What If We Kissed in the Latent Space
La verità è che i ponti gli davano la sensazione di finire in un anello di Moebius, di diventare unilaterale, di perdere ogni nozione di nome e di logo, di gusto del cibo e weekend con i suoceri – di stare sospeso come non nato nello spazio generico.
Don De Lillo, Underworld
Nel 1943 teorizziamo le reti neurali, ma solo negli ultimi anni queste si rivelano al grande pubblico con manifestazioni in grado di mettere in crisi le nostre convinzioni sulla realtà e sulla creatività umana: la pareidolia lisergica di Google Deep Dream, il sito thisxdoesontexist, volti famosi diffamati dai deep fake, i testi scritti da GPT-3, la sintesi vocale e musicale di Open AI, e l’immediato sgomento causato dalle opere di DALL-E.
Non è possibile riassumere in poche parole generiche il funzionamento pratico degli algoritmi di Machine Learning, ma è importante ricordare che non c’è nulla di magico: la loro emersione recente è figlia diretta della possibilità contemporanea di raccogliere e classificare incommensurabili quantità di dati, che le macchine odierne sono in grado di “studiare” per estrarre modelli di previsione: così come noi impariamo a leggere e scrivere vedendo decine di esemplari della stessa lettera, così la macchina impara a plasmare rumore casuale per ottenere qualcosa che somiglia a tutte le immagini che ha visto, a tutti i testi che ha letto. Qualcuno (spesso voi stessi, risolvendo per anni captcha con semafori, numeri civici, testi confusi) ha costruito cataloghi di elementi da studiare, immagini con un cartellino, e ora la macchina sa com’è fatto un orso di peluche che cammina sulla Luna.
Non è un sistema infallibile: gli archivi sono curati e catalogati da umani (o da altre intelligenze artificiali), e ci sono scelte, a volte inconsapevoli, che ne spostano la neutralità, e che si incancreniscono in relazioni tra dati impossibili da cogliere per un analista umano.
Il bias, consapevole o meno, è un rischio reale, ed è il motivo per cui bisogna vigilare e pretendere algoritmi aperti. Altrimenti un algoritmo potrebbe innocentemente catalogare come gorilla una persona di colore, o negare un mutuo ad una donna sulla base dei prodotti per igiene intima acquistati con una carta di credito.

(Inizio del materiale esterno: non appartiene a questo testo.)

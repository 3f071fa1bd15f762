//! Capabilities the silencer plugin consumes from whatever process hosts it.
//!
//! The plugin never talks to a database, a chat API or a socket directly.
//! Everything goes through [`Host`], so the same core runs inside the Telegram
//! bot ([`crate::services::TelegramHost`]) and against [`MemoryHost`] in tests.

use futures_util::future::BoxFuture;
use serde_json::Value;
use std::{error::Error, fmt};

mod memory;

pub use self::memory::{MemoryHost, PublishedEvent};

/// A user record from the host directory.
#[derive(Clone, Debug, PartialEq, Eq)]
pub struct User {
    pub id: String,
    pub username: String,
}

impl User {
    pub fn new<I, N>(id: I, username: N) -> Self
    where
        I: Into<String>,
        N: Into<String>,
    {
        Self {
            id: id.into(),
            username: username.into(),
        }
    }
}

/// A slash command declared to the host.
#[derive(Clone, Debug, PartialEq, Eq)]
pub struct CommandSpec {
    pub trigger: String,
    pub auto_complete: bool,
    pub auto_complete_desc: String,
}

/// Audience of a published event.
#[derive(Clone, Debug, Default, PartialEq, Eq)]
pub struct Broadcast {
    /// Deliver only to sessions of this user; `None` means everyone.
    pub user_id: Option<String>,
}

impl Broadcast {
    pub fn user<I: Into<String>>(user_id: I) -> Self {
        Self {
            user_id: Some(user_id.into()),
        }
    }
}

pub trait Host: Clone + Send + Sync + 'static {
    fn get_user<'a>(&'a self, user_id: &'a str) -> BoxFuture<'a, Result<User, HostError>>;

    fn get_user_by_username<'a>(&'a self, username: &'a str) -> BoxFuture<'a, Result<User, HostError>>;

    /// Users matching `usernames`; names that do not resolve are left out.
    fn get_users_by_usernames<'a>(&'a self, usernames: &'a [String]) -> BoxFuture<'a, Result<Vec<User>, HostError>>;

    /// `Ok(None)` when nothing is stored under `key`.
    fn kv_get<'a>(&'a self, key: &'a str) -> BoxFuture<'a, Result<Option<Vec<u8>>, HostError>>;

    fn kv_set<'a>(&'a self, key: &'a str, value: Vec<u8>) -> BoxFuture<'a, Result<(), HostError>>;

    /// Best effort; delivery failures are the host's business.
    fn publish(&self, event: &str, payload: Value, broadcast: Broadcast);

    fn register_command(&self, command: CommandSpec) -> BoxFuture<'_, Result<(), HostError>>;
}

pub type BoxError = Box<dyn Error + Send + Sync>;

#[derive(Debug)]
pub enum HostError {
    NoUsername(String),
    Registration(BoxError),
    Storage(BoxError),
    UserNotFound(String),
    UsernameNotFound(String),
}

impl fmt::Display for HostError {
    fn fmt(&self, out: &mut fmt::Formatter) -> fmt::Result {
        use self::HostError::*;
        match self {
            NoUsername(user_id) => write!(out, "user {} has no username", user_id),
            Registration(err) => write!(out, "could not register command: {}", err),
            Storage(err) => write!(out, "storage error: {}", err),
            UserNotFound(user_id) => write!(out, "user with id {} not found", user_id),
            UsernameNotFound(username) => write!(out, "user @{} not found", username),
        }
    }
}

impl Error for HostError {
    fn source(&self) -> Option<&(dyn Error + 'static)> {
        use self::HostError::*;
        match self {
            Registration(err) => Some(err.as_ref()),
            Storage(err) => Some(err.as_ref()),
            NoUsername(_) | UserNotFound(_) | UsernameNotFound(_) => None,
        }
    }
}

Ma anche quando ben addestrato, lo strumento in sé rimarrebbe un esperimento ozioso senza un’interfaccia che lo renda penetrabile dall’utente: la maggior parte dei sistemi di sintesi mediale, piuttosto che un controllo accurato di parametri esoterici, preferisce metafore molto umane, quali la prosecuzione di un tema dato (come sentiamo spesso nei brani musicali allungati da Open AI, o l’allargamento di foto), od il prompt descrittivo, usato da GPT-3 ma soprattutto dai generatori di immagini quali DALL-E o Midjourney, che accettano descrizioni quali, appunto “un orso di peluche che cammina sulla luna”, oppure “elaborata, intricata capolettera D, organica, decorativa, bianco e nero, nello stile di Salvador Dalì”, o ancora “foto di un iPhone in terracotta da Harappa, civiltà della Indus Valley, Pakistan; 2600-1900 AC, luce da studio fotografico”.
Greg Rutkowski è un illustratore fantasy; qualche prompt-artist, paradossale nuova figura di committente in dialogo con gli algoritmi, ha scoperto che DALL-E ne accetta il nome e ne riproduce lo stile, e ha presto scalzato Picasso o Michelangelo per l’elevato valore memetico di draghi e stregoni; l’artista si è trovato di fronte a un caso di plagio inedito e senza nessun colpevole – anzi, quasi lusinghiero nel suo evidenziare una presenza così forte delle opere di Rutkowski tale da influenzare il bias di selezione dei materiali di studio. Ovviamente l’algoritmo è innocente e sta solo “eseguendo gli ordini”, ma è impossibile non pensare alle conseguenze di questi riti algoritmici di necromanzia o evocazione, e che deep-fake e repliche di voci famose hanno già evidenziato: se un’attrice famosa o un cantante leggendario vengono campionati, perché dovrebbero smettere di produrre dopo la morte? Perché non possono diventare veicolo di parole ed azioni vergognose? Tecnicamente è possibile evitarlo, moralmente è plausibile impedirlo, ma nessun cerchio magico ha resistito a lungo contro nuovi simili poteri.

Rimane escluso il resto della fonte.